**Required action:** Set down every entry once more, character for character.

(Saved entries)
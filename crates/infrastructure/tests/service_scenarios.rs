use std::sync::{Arc, Mutex};

use application::{
    ApplicationError, AuthFailure, Clock, CreatePostRequest, LikeStatus, LoginRequest,
    SignupRequest, UnlikeStatus,
};
use chrono::{NaiveDate, NaiveDateTime};
use config::AppConfig;
use domain::{DomainError, PostId, Timestamp};
use infrastructure::Infrastructure;

struct ManualClock(Mutex<NaiveDateTime>);

impl ManualClock {
    fn new(at: NaiveDateTime) -> Arc<Self> {
        Arc::new(Self(Mutex::new(at)))
    }

    fn set(&self, at: NaiveDateTime) {
        *self.0.lock().unwrap() = at;
    }
}

impl Clock for ManualClock {
    fn now(&self) -> Timestamp {
        *self.0.lock().unwrap()
    }
}

fn test_config() -> AppConfig {
    let mut config = AppConfig::default();
    config.auth.jwt_secret = "integration-test-secret-with-enough-length".to_string();
    config.auth.bcrypt_cost = Some(4);
    config
}

fn noon(y: i32, m: u32, d: u32) -> NaiveDateTime {
    NaiveDate::from_ymd_opt(y, m, d)
        .unwrap()
        .and_hms_opt(12, 0, 0)
        .unwrap()
}

fn signup(username: &str, password: &str) -> SignupRequest {
    SignupRequest {
        username: username.to_string(),
        password: password.to_string(),
    }
}

fn login(username: &str, password: &str) -> LoginRequest {
    LoginRequest {
        username: username.to_string(),
        password: password.to_string(),
    }
}

#[tokio::test]
async fn alice_posts_likes_and_unlikes() {
    let infra = Infrastructure::in_memory(&test_config());
    let users = infra.user_service();
    let posts = infra.post_service();

    users.signup(signup("alice", "pw1")).await.unwrap();
    let token = users.login(login("alice", "pw1")).await.unwrap();
    assert_eq!(token.token_type, "bearer");

    let alice = users.current_user(&token.access_token).await.unwrap();
    assert_eq!(alice.username.as_str(), "alice");
    assert!(alice.last_login.is_some());

    let id = posts
        .create_post(
            &alice,
            CreatePostRequest {
                title: "T".to_string(),
                body: "B".to_string(),
            },
        )
        .await
        .unwrap();

    assert_eq!(posts.like_post(&alice, id).await.unwrap(), LikeStatus::Liked);
    assert_eq!(posts.get_post(id).await.unwrap().like_count, 1);
    assert_eq!(
        posts.like_post(&alice, id).await.unwrap().message(),
        "Already liked"
    );

    assert_eq!(
        posts.unlike_post(&alice, id).await.unwrap(),
        UnlikeStatus::Removed
    );
    assert_eq!(posts.get_post(id).await.unwrap().like_count, 0);
    assert_eq!(
        posts.unlike_post(&alice, id).await.unwrap().message(),
        "Like not found"
    );
}

#[tokio::test]
async fn wrong_password_and_unknown_user_look_the_same() {
    let infra = Infrastructure::in_memory(&test_config());
    let users = infra.user_service();
    users.signup(signup("alice", "pw1")).await.unwrap();

    for attempt in [login("alice", "pw2"), login("nobody", "pw1")] {
        let err = users.login(attempt).await.unwrap_err();
        assert!(matches!(
            err,
            ApplicationError::Authentication(AuthFailure::IncorrectCredentials)
        ));
    }
}

#[tokio::test]
async fn concurrent_identical_signups_create_one_user() {
    let infra = Infrastructure::in_memory(&test_config());
    let users = Arc::new(infra.user_service());

    let attempts = (0..8).map(|_| {
        let users = users.clone();
        tokio::spawn(async move { users.signup(signup("bob", "pw")).await })
    });
    let results = futures::future::join_all(attempts).await;

    let mut created = 0;
    let mut taken = 0;
    for result in results {
        match result.unwrap() {
            Ok(_) => created += 1,
            Err(ApplicationError::Domain(DomainError::UsernameTaken(_))) => taken += 1,
            Err(other) => panic!("unexpected error: {other}"),
        }
    }
    assert_eq!(created, 1);
    assert_eq!(taken, 7);
    assert_eq!(users.list_users().await.unwrap().len(), 1);
}

#[tokio::test]
async fn concurrent_likes_by_one_user_count_once() {
    let infra = Infrastructure::in_memory(&test_config());
    let users = infra.user_service();
    let posts = Arc::new(infra.post_service());

    let erin = users.signup(signup("erin", "pw")).await.unwrap();
    let id = posts
        .create_post(
            &erin,
            CreatePostRequest {
                title: "popular".to_string(),
                body: String::new(),
            },
        )
        .await
        .unwrap();

    let attempts = (0..8).map(|_| {
        let posts = posts.clone();
        let erin = erin.clone();
        tokio::spawn(async move { posts.like_post(&erin, id).await })
    });
    let results = futures::future::join_all(attempts).await;

    let mut liked = 0;
    let mut already = 0;
    for result in results {
        match result.unwrap().unwrap() {
            LikeStatus::Liked => liked += 1,
            LikeStatus::AlreadyLiked => already += 1,
        }
    }
    assert_eq!(liked, 1);
    assert_eq!(already, 7);
    assert_eq!(posts.get_post(id).await.unwrap().like_count, 1);
}

#[tokio::test]
async fn reserved_and_duplicate_names_are_rejected() {
    let infra = Infrastructure::in_memory(&test_config());
    let users = infra.user_service();

    assert!(matches!(
        users.signup(signup("me", "pw")).await,
        Err(ApplicationError::Domain(DomainError::ReservedUsername(_)))
    ));

    users.signup(signup("carol", "pw")).await.unwrap();
    assert!(matches!(
        users.signup(signup("carol", "other")).await,
        Err(ApplicationError::Domain(DomainError::UsernameTaken(_)))
    ));
}

#[tokio::test]
async fn empty_store_lists_nothing_and_missing_post_is_not_found() {
    let infra = Infrastructure::in_memory(&test_config());
    let users = infra.user_service();
    let posts = infra.post_service();

    assert!(posts.list_posts().await.unwrap().is_empty());

    let dave = users.signup(signup("dave", "pw")).await.unwrap();
    assert!(matches!(
        posts.like_post(&dave, PostId(404)).await,
        Err(ApplicationError::Domain(DomainError::PostNotFound(PostId(404))))
    ));
    assert!(matches!(
        posts.get_post(PostId(404)).await,
        Err(ApplicationError::Domain(DomainError::PostNotFound(_)))
    ));
}

#[tokio::test]
async fn analytics_cover_every_day_in_range() {
    let clock = ManualClock::new(noon(2023, 1, 1));
    let infra = Infrastructure::in_memory_with_clock(&test_config(), clock.clone());
    let users = infra.user_service();
    let posts = infra.post_service();
    let analytics = infra.analytics_service();

    let alice = users.signup(signup("alice", "pw")).await.unwrap();
    let bob = users.signup(signup("bob", "pw")).await.unwrap();
    let post = posts
        .create_post(
            &alice,
            CreatePostRequest {
                title: "hello".to_string(),
                body: String::new(),
            },
        )
        .await
        .unwrap();

    posts.like_post(&alice, post).await.unwrap();
    clock.set(noon(2023, 1, 3));
    posts.like_post(&bob, post).await.unwrap();

    let from = NaiveDate::from_ymd_opt(2023, 1, 1).unwrap();
    let to = NaiveDate::from_ymd_opt(2023, 1, 3).unwrap();
    let stats = analytics.like_analytics(from, to).await.unwrap();
    assert_eq!(stats.day_count(), 3);

    let json = serde_json::to_value(&stats).unwrap();
    assert_eq!(
        json,
        serde_json::json!({
            "2023-01-01": { post.to_string(): 1, "total": 1 },
            "2023-01-02": { "total": 0 },
            "2023-01-03": { post.to_string(): 1, "total": 1 },
        })
    );

    let quiet = NaiveDate::from_ymd_opt(2023, 1, 2).unwrap();
    let single = analytics.like_analytics(quiet, quiet).await.unwrap();
    assert_eq!(
        serde_json::to_value(&single).unwrap(),
        serde_json::json!({ "2023-01-02": { "total": 0 } })
    );

    assert!(matches!(
        analytics.like_analytics(to, from).await,
        Err(ApplicationError::Domain(DomainError::InvalidDateRange { .. }))
    ));
}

**Answer section:**
filename crates/infrastructure/tests/service_scenarios.rs
use std::sync::{Arc, Mutex};

use application::{
    ApplicationError, AuthFailure, Clock, CreatePostRequest, LikeStatus, LoginRequest,
    SignupRequest, UnlikeStatus,
};
use chrono::{NaiveDate, NaiveDateTime};
use config::AppConfig;
use domain::{DomainError, PostId, Timestamp};
use infrastructure::Infrastructure;

struct ManualClock(Mutex<NaiveDateTime>);

impl ManualClock {
    fn new(at: NaiveDateTime) -> Arc<Self> {
        Arc::new(Self(Mutex::new(at)))
    }

    fn set(&self, at: NaiveDateTime) {
        *self.0.lock().unwrap() = at;
    }
}

impl Clock for ManualClock {
    fn now(&self) -> Timestamp {
        *self.0.lock().unwrap()
    }
}

fn test_config() -> AppConfig {
    let mut config = AppConfig::default();
    config.auth.jwt_secret = "integration-test-secret-with-enough-length".to_string();
    config.auth.bcrypt_cost = Some(4);
    config
}

fn noon(y: i32, m: u32, d: u32) -> NaiveDateTime {
    NaiveDate::from_ymd_opt(y, m, d)
        .unwrap()
        .and_hms_opt(12, 0, 0)
        .unwrap()
}

fn signup(username: &str, password: &str) -> SignupRequest {
    SignupRequest {
        username: username.to_string(),
        password: password.to_string(),
    }
}

fn login(username: &str, password: &str) -> LoginRequest {
    LoginRequest {
        username: username.to_string(),
        password: password.to_string(),
    }
}

#[tokio::test]
async fn alice_posts_likes_and_unlikes() {
    let infra = Infrastructure::in_memory(&test_config());
    let users = infra.user_service();
    let posts = infra.post_service();

    users.signup(signup("alice", "pw1")).await.unwrap();
    let token = users.login(login("alice", "pw1")).await.unwrap();
    assert_eq!(token.token_type, "bearer");

    let alice = users.current_user(&token.access_token).await.unwrap();
    assert_eq!(alice.username.as_str(), "alice");
    assert!(alice.last_login.is_some());

    let id = posts
        .create_post(
            &alice,
            CreatePostRequest {
                title: "T".to_string(),
                body: "B".to_string(),
            },
        )
        .await
        .unwrap();

    assert_eq!(posts.like_post(&alice, id).await.unwrap(), LikeStatus::Liked);
    assert_eq!(posts.get_post(id).await.unwrap().like_count, 1);
    assert_eq!(
        posts.like_post(&alice, id).await.unwrap().message(),
        "Already liked"
    );

    assert_eq!(
        posts.unlike_post(&alice, id).await.unwrap(),
        UnlikeStatus::Removed
    );
    assert_eq!(posts.get_post(id).await.unwrap().like_count, 0);
    assert_eq!(
        posts.unlike_post(&alice, id).await.unwrap().message(),
        "Like not found"
    );
}

#[tokio::test]
async fn wrong_password_and_unknown_user_look_the_same() {
    let infra = Infrastructure::in_memory(&test_config());
    let users = infra.user_service();
    users.signup(signup("alice", "pw1")).await.unwrap();

    for attempt in [login("alice", "pw2"), login("nobody", "pw1")] {
        let err = users.login(attempt).await.unwrap_err();
        assert!(matches!(
            err,
            ApplicationError::Authentication(AuthFailure::IncorrectCredentials)
        ));
    }
}

#[tokio::test]
async fn concurrent_identical_signups_create_one_user() {
    let infra = Infrastructure::in_memory(&test_config());
    let users = Arc::new(infra.user_service());

    let attempts = (0..8).map(|_| {
        let users = users.clone();
        tokio::spawn(async move { users.signup(signup("bob", "pw")).await })
    });
    let results = futures::future::join_all(attempts).await;

    let mut created = 0;
    let mut taken = 0;
    for result in results {
        match result.unwrap() {
            Ok(_) => created += 1,
            Err(ApplicationError::Domain(DomainError::UsernameTaken(_))) => taken += 1,
            Err(other) => panic!("unexpected error: {other}"),
        }
    }
    assert_eq!(created, 1);
    assert_eq!(taken, 7);
    assert_eq!(users.list_users().await.unwrap().len(), 1);
}

#[tokio::test]
async fn concurrent_likes_by_one_user_count_once() {
    let infra = Infrastructure::in_memory(&test_config());
    let users = infra.user_service();
    let posts = Arc::new(infra.post_service());

    let erin = users.signup(signup("erin", "pw")).await.unwrap();
    let id = posts
        .create_post(
            &erin,
            CreatePostRequest {
                title: "popular".to_string(),
                body: String::new(),
            },
        )
        .await
        .unwrap();

    let attempts = (0..8).map(|_| {
        let posts = posts.clone();
        let erin = erin.clone();
        tokio::spawn(async move { posts.like_post(&erin, id).await })
    });
    let results = futures::future::join_all(attempts).await;

    let mut liked = 0;
    let mut already = 0;
    for result in results {
        match result.unwrap().unwrap() {
            LikeStatus::Liked => liked += 1,
            LikeStatus::AlreadyLiked => already += 1,
        }
    }
    assert_eq!(liked, 1);
    assert_eq!(already, 7);
    assert_eq!(posts.get_post(id).await.unwrap().like_count, 1);
}

#[tokio::test]
async fn reserved_and_duplicate_names_are_rejected() {
    let infra = Infrastructure::in_memory(&test_config());
    let users = infra.user_service();

    assert!(matches!(
        users.signup(signup("me", "pw")).await,
        Err(ApplicationError::Domain(DomainError::ReservedUsername(_)))
    ));

    users.signup(signup("carol", "pw")).await.unwrap();
    assert!(matches!(
        users.signup(signup("carol", "other")).await,
        Err(ApplicationError::Domain(DomainError::UsernameTaken(_)))
    ));
}

#[tokio::test]
async fn empty_store_lists_nothing_and_missing_post_is_not_found() {
    let infra = Infrastructure::in_memory(&test_config());
    let users = infra.user_service();
    let posts = infra.post_service();

    assert!(posts.list_posts().await.unwrap().is_empty());

    let dave = users.signup(signup("dave", "pw")).await.unwrap();
    assert!(matches!(
        posts.like_post(&dave, PostId(404)).await,
        Err(ApplicationError::Domain(DomainError::PostNotFound(PostId(404))))
    ));
    assert!(matches!(
        posts.get_post(PostId(404)).await,
        Err(ApplicationError::Domain(DomainError::PostNotFound(_)))
    ));
}

#[tokio::test]
async fn analytics_cover_every_day_in_range() {
    let clock = ManualClock::new(noon(2023, 1, 1));
    let infra = Infrastructure::in_memory_with_clock(&test_config(), clock.clone());
    let users = infra.user_service();
    let posts = infra.post_service();
    let analytics = infra.analytics_service();

    let alice = users.signup(signup("alice", "pw")).await.unwrap();
    let bob = users.signup(signup("bob", "pw")).await.unwrap();
    let post = posts
        .create_post(
            &alice,
            CreatePostRequest {
                title: "hello".to_string(),
                body: String::new(),
            },
        )
        .await
        .unwrap();

    posts.like_post(&alice, post).await.unwrap();
    clock.set(noon(2023, 1, 3));
    posts.like_post(&bob, post).await.unwrap();

    let from = NaiveDate::from_ymd_opt(2023, 1, 1).unwrap();
    let to = NaiveDate::from_ymd_opt(2023, 1, 3).unwrap();
    let stats = analytics.like_analytics(from, to).await.unwrap();
    assert_eq!(stats.day_count(), 3);

    let json = serde_json::to_value(&stats).unwrap();
    assert_eq!(
        json,
        serde_json::json!({
            "2023-01-01": { post.to_string(): 1, "total": 1 },
            "2023-01-02": { "total": 0 },
            "2023-01-03": { post.to_string(): 1, "total": 1 },
        })
    );

    let quiet = NaiveDate::from_ymd_opt(2023, 1, 2).unwrap();
    let single = analytics.like_analytics(quiet, quiet).await.unwrap();
    assert_eq!(
        serde_json::to_value(&single).unwrap(),
        serde_json::json!({ "2023-01-02": { "total": 0 } })
    );

    assert!(matches!(
        analytics.like_analytics(to, from).await,
        Err(ApplicationError::Domain(DomainError::InvalidDateRange { .. }))
    ));
}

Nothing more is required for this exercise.